Geoffrey-a motley feathered duck-glimpses distantly and ponders.

 Year: 1994
for wind and percussion

Noel Sanders  

Loomin'

 Year: 1994
for clarinet, cello and piano

Thomas Goss  

Matins

Duration: 08' 55" Year: 1994, r. 2004
for alto flute with harp or piano

  • Programme Note

    Matins is a musical depiction of a mind coming into focus upon waking. As the cool quiet of the morning acts as a canvas that is slowly painted by gradual awareness, this piece builds from the inherently calm symbiosis of alto flute and harp into a more complex emotional picture as the developing themes explore moods of reverence, expectation, and bittersweet optimism.

    From a flutist’s standpoint, Matins is an exploration of the alto flute’s personality, too often stereotyped only as low and velvety. While that is undoubtedly a trademark sound, the instrument is also capable of great subtlety and flexibility throughout its range. As the work unfolds, the rich presence of the middle register is unleashed, and the cool sweetness of the high notes is coaxed out of the arcing phrases.

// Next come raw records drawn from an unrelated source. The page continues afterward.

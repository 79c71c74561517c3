use super::controller::{create_movie, delete_movie, get_movie, get_movies, update_movie};
use crate::middleware::method_not_allowed::method_not_allowed;
use actix_web::http::Method;
use actix_web::web;

const COLLECTION_METHODS: &[Method] = &[Method::GET, Method::POST];
const ITEM_METHODS: &[Method] = &[Method::GET, Method::PUT, Method::DELETE];

pub fn movie_routes(cfg: &mut web::ServiceConfig) {
    cfg.service(
        web::resource("/movies")
            .route(web::get().to(get_movies))
            .route(web::post().to(create_movie))
            .default_service(method_not_allowed(COLLECTION_METHODS)),
    )
    .service(
        web::resource("/movie/{movie_id}")
            .route(web::get().to(get_movie))
            .route(web::put().to(update_movie))
            .route(web::delete().to(delete_movie))
            .default_service(method_not_allowed(ITEM_METHODS)),
    );
}
pub mod controller;
pub mod index;
pub mod openapi;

    The title refers to the first canonical hour, celebrated at daybreak. The Gregorian chant quoted as a second subject is from the Easter liturgy, however, and is used to express a sense of purposeful introspection rather than as any specific reference to ritual.

  • Availability

John Psathas  

Overture

Duration: 05' 00" Year: 1994
for 4 horns in F, 3 trumpets in B flat, 3 trombones, 4 percussionists

Ross Carey  

Te Whanganui-a-Tara

Duration: 13' 00" Year: 1994
for alto flute/flute, guitar and cello

  • Programme Note

    The title Te Whanganui-a-Tara or ‘The Great Harbour of Tara’ is the original Maori name for Port Nicholson, commonly know as Wellington Harbour. I conceived the piece while living in the hillside suburb of Roseneath, where from certain vantage points the harbour lies enticingly at one’s feet in several directions. The piece is in three movements.

    I. Entwining melodic figures on alto flute, joined by guitar and cello relate a time before any human presence around this body of water; the hills and valley are alive with the sounds of birds and insects.

    II. Energetic motions convey the great Earthquake of the 1400s, which raised the land where Wellington airport now stands; the ensuing calm of the changed landscape is indicated by an ascending motif over an open fifth.

    III. A contemporary portrait; the busy lives of the inhabitants scattered all around the quiet presence of the great harbour of Tara.

    Written for guitarist Kazuhito Yamashita, the work received its premiere in ‘Green Concerts Volume Two’ held at ALTI Hall, Kyoto, in April 1995.